## [What to do]
In the records that follow, find each line containing "sorted" and copy it.
** Material provided follows **
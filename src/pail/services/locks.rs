//! In-process mutual exclusion keyed by string.

use std::collections::{BTreeSet, HashMap};
use std::sync::{Arc, Mutex, MutexGuard};
use thiserror::Error;

/// Error returned when a lock was poisoned by a panicking holder.
#[derive(Debug, Clone, Error, PartialEq, Eq)]
#[error("lock poisoned for '{0}'")]
pub struct LockPoisoned(pub String);

type Slot = Arc<Mutex<()>>;

/// Table of mutexes created on first use for each key.
#[derive(Debug, Default)]
pub struct KeyedLocks {
    slots: Mutex<HashMap<String, Slot>>,
}

/// Slots for a set of keys, locked together in sorted key order.
#[derive(Debug)]
pub struct LockSet {
    slots: Vec<(String, Slot)>,
}

/// Guards held for every key of a [`LockSet`].
#[derive(Debug)]
pub struct LockSetGuard<'a> {
    _guards: Vec<MutexGuard<'a, ()>>,
}

impl KeyedLocks {
    /// Creates an empty lock table.
    #[must_use]
    pub fn new() -> Self {
        Self::default()
    }

    /// Returns the slots for `keys`, deduplicated and sorted.
    ///
    /// # Errors
    ///
    /// Returns [`LockPoisoned`] when the table itself is poisoned.
    pub fn lock_set<I, K>(&self, keys: I) -> Result<LockSet, LockPoisoned>
    where
        I: IntoIterator<Item = K>,
        K: Into<String>,
    {
        let ordered: BTreeSet<String> = keys.into_iter().map(Into::into).collect();
        let mut table = self
            .slots
            .lock()
            .map_err(|_| LockPoisoned("lock table".to_owned()))?;
        let slots = ordered
            .into_iter()
            .map(|key| {
                let slot = Arc::clone(table.entry(key.clone()).or_default());
                (key, slot)
            })
            .collect();
        Ok(LockSet { slots })
    }

    /// Drops the slot for `key` when nobody else holds it.
    pub fn forget(&self, key: &str) {
        if let Ok(mut table) = self.slots.lock() {
            let unused = table
                .get(key)
                .is_some_and(|slot| Arc::strong_count(slot) == 1);
            if unused {
                table.remove(key);
            }
        }
    }
}

impl LockSet {
    /// Blocks until every key in the set is locked.
    ///
    /// # Errors
    ///
    /// Returns [`LockPoisoned`] naming the first poisoned key.
    pub fn acquire(&self) -> Result<LockSetGuard<'_>, LockPoisoned> {
        let guards = self
            .slots
            .iter()
            .map(|(key, slot)| slot.lock().map_err(|_| LockPoisoned(key.clone())))
            .collect::<Result<Vec<_>, _>>()?;
        Ok(LockSetGuard { _guards: guards })
    }
}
** End of Material provided **
## [Worked solution]
/// Slots for a set of keys, locked together in sorted key order.
    /// Returns the slots for `keys`, deduplicated and sorted.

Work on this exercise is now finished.